TASK ▸ The data should be printed in full, character for character.
SUPPLIED MATERIAL: Begin
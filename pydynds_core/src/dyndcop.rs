//! DynDCOP - a constraint problem that changes over simulated cycles.
//!
//! Modeled as an ordered sequence of `(start_cycle, snapshot)` pairs. For a
//! cycle `c` the active snapshot is the last entry whose `start_cycle <= c`.
//! Model and Simulator both go through [`DynDcop::activate`] so they always
//! agree on which snapshot is active.

use crate::error::CoreError;

use pydynds_env::DcopSnapshot;
use serde::{Deserialize, Serialize};
use std::path::Path;

/// One snapshot and the cycle it becomes active at.
#[derive(Debug, Clone, PartialEq, Serialize, Deserialize)]
pub struct DynDcopEntry {
    pub start_cycle: u64,
    pub dcop: DcopSnapshot,
}

impl DynDcopEntry {
    pub fn new(start_cycle: u64, dcop: DcopSnapshot) -> Self {
        Self { start_cycle, dcop }
    }
}

/// Result of looking up the active snapshot for a cycle.
#[derive(Debug, Clone, Copy, PartialEq)]
pub struct Activation<'a> {
    /// Position of the active entry in the sequence.
    pub index: Option<usize>,

    pub entry: Option<&'a DynDcopEntry>,

    /// True when no entry starts after the active one.
    pub finished: bool,
}

/// On-disk layout: `{"snapshots": [{"start_cycle": 0, "dcop": {...}}, ...]}`.
#[derive(Debug, Serialize, Deserialize)]
struct DynDcopFile {
    snapshots: Vec<DynDcopEntry>,
}

/// Immutable, ordered snapshot sequence.
#[derive(Debug, Clone, PartialEq)]
pub struct DynDcop {
    entries: Vec<DynDcopEntry>,
}

impl DynDcop {
    /// Builds a DynDCOP, rejecting empty or unordered sequences.
    pub fn new(entries: Vec<DynDcopEntry>) -> Result<Self, CoreError> {
        if entries.is_empty() {
            return Err(CoreError::EmptyDynDcop);
        }
        for (index, pair) in entries.windows(2).enumerate() {
            if pair[1].start_cycle <= pair[0].start_cycle {
                return Err(CoreError::UnorderedStartCycle {
                    index: index + 1,
                    start_cycle: pair[1].start_cycle,
                    previous: pair[0].start_cycle,
                });
            }
        }
        Ok(Self { entries })
    }

    /// Parses the JSON layout.
    pub fn from_json_str(json: &str) -> Result<Self, CoreError> {
        let file: DynDcopFile = serde_json::from_str(json)?;
        Self::new(file.snapshots)
    }

    /// Reads and parses a JSON file.
    pub fn from_json_file(path: impl AsRef<Path>) -> Result<Self, CoreError> {
        let json = std::fs::read_to_string(path)?;
        Self::from_json_str(&json)
    }

    /// Serializes back to the JSON layout.
    pub fn to_json_string(&self) -> Result<String, CoreError> {
        let file = DynDcopFile {
            snapshots: self.entries.clone(),
        };
        Ok(serde_json::to_string_pretty(&file)?)
    }

    pub fn entries(&self) -> &[DynDcopEntry] {
        &self.entries
    }

    pub fn len(&self) -> usize {
        self.entries.len()
    }

    pub fn is_empty(&self) -> bool {
        self.entries.is_empty()
    }

    /// Start cycle of the last snapshot.
    pub fn last_start_cycle(&self) -> u64 {
        self.entries.last().map_or(0, |entry| entry.start_cycle)
    }

    /// Index of the entry active at `cycle`, if any has started yet.
    pub fn active_index(&self, cycle: u64) -> Option<usize> {
        let started = self.entries.partition_point(|entry| entry.start_cycle <= cycle);
        started.checked_sub(1)
    }

    /// Snapshot active at `cycle`.
    pub fn active_at(&self, cycle: u64) -> Option<&DcopSnapshot> {
        self.active_index(cycle).map(|index| &self.entries[index].dcop)
    }

    /// Looks up the active entry and whether the sequence is exhausted.
    pub fn activate(&self, cycle: u64) -> Activation<'_> {
        let index = self.active_index(cycle);
        Activation {
            index,
            entry: index.map(|i| &self.entries[i]),
            finished: index == Some(self.entries.len() - 1),
        }
    }
}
SUPPLIED MATERIAL: End
TASK RESPONSE ▸
filename pydynds_core/src/dyndcop.rs
//! DynDCOP - a constraint problem that changes over simulated cycles.
//!
//! Modeled as an ordered sequence of `(start_cycle, snapshot)` pairs. For a
//! cycle `c` the active snapshot is the last entry whose `start_cycle <= c`.
//! Model and Simulator both go through [`DynDcop::activate`] so they always
//! agree on which snapshot is active.

use crate::error::CoreError;

use pydynds_env::DcopSnapshot;
use serde::{Deserialize, Serialize};
use std::path::Path;

/// One snapshot and the cycle it becomes active at.
#[derive(Debug, Clone, PartialEq, Serialize, Deserialize)]
pub struct DynDcopEntry {
    pub start_cycle: u64,
    pub dcop: DcopSnapshot,
}

impl DynDcopEntry {
    pub fn new(start_cycle: u64, dcop: DcopSnapshot) -> Self {
        Self { start_cycle, dcop }
    }
}

/// Result of looking up the active snapshot for a cycle.
#[derive(Debug, Clone, Copy, PartialEq)]
pub struct Activation<'a> {
    /// Position of the active entry in the sequence.
    pub index: Option<usize>,

    pub entry: Option<&'a DynDcopEntry>,

    /// True when no entry starts after the active one.
    pub finished: bool,
}

/// On-disk layout: `{"snapshots": [{"start_cycle": 0, "dcop": {...}}, ...]}`.
#[derive(Debug, Serialize, Deserialize)]
struct DynDcopFile {
    snapshots: Vec<DynDcopEntry>,
}

/// Immutable, ordered snapshot sequence.
#[derive(Debug, Clone, PartialEq)]
pub struct DynDcop {
    entries: Vec<DynDcopEntry>,
}

impl DynDcop {
    /// Builds a DynDCOP, rejecting empty or unordered sequences.
    pub fn new(entries: Vec<DynDcopEntry>) -> Result<Self, CoreError> {
        if entries.is_empty() {
            return Err(CoreError::EmptyDynDcop);
        }
        for (index, pair) in entries.windows(2).enumerate() {
            if pair[1].start_cycle <= pair[0].start_cycle {
                return Err(CoreError::UnorderedStartCycle {
                    index: index + 1,
                    start_cycle: pair[1].start_cycle,
                    previous: pair[0].start_cycle,
                });
            }
        }
        Ok(Self { entries })
    }

    /// Parses the JSON layout.
    pub fn from_json_str(json: &str) -> Result<Self, CoreError> {
        let file: DynDcopFile = serde_json::from_str(json)?;
        Self::new(file.snapshots)
    }

    /// Reads and parses a JSON file.
    pub fn from_json_file(path: impl AsRef<Path>) -> Result<Self, CoreError> {
        let json = std::fs::read_to_string(path)?;
        Self::from_json_str(&json)
    }

    /// Serializes back to the JSON layout.
    pub fn to_json_string(&self) -> Result<String, CoreError> {
        let file = DynDcopFile {
            snapshots: self.entries.clone(),
        };
        Ok(serde_json::to_string_pretty(&file)?)
    }

    pub fn entries(&self) -> &[DynDcopEntry] {
        &self.entries
    }

    pub fn len(&self) -> usize {
        self.entries.len()
    }

    pub fn is_empty(&self) -> bool {
        self.entries.is_empty()
    }

    /// Start cycle of the last snapshot.
    pub fn last_start_cycle(&self) -> u64 {
        self.entries.last().map_or(0, |entry| entry.start_cycle)
    }

    /// Index of the entry active at `cycle`, if any has started yet.
    pub fn active_index(&self, cycle: u64) -> Option<usize> {
        let started = self.entries.partition_point(|entry| entry.start_cycle <= cycle);
        started.checked_sub(1)
    }

    /// Snapshot active at `cycle`.
    pub fn active_at(&self, cycle: u64) -> Option<&DcopSnapshot> {
        self.active_index(cycle).map(|index| &self.entries[index].dcop)
    }

    /// Looks up the active entry and whether the sequence is exhausted.
    pub fn activate(&self, cycle: u64) -> Activation<'_> {
        let index = self.active_index(cycle);
        Activation {
            index,
            entry: index.map(|i| &self.entries[i]),
            finished: index == Some(self.entries.len() - 1),
        }
    }
}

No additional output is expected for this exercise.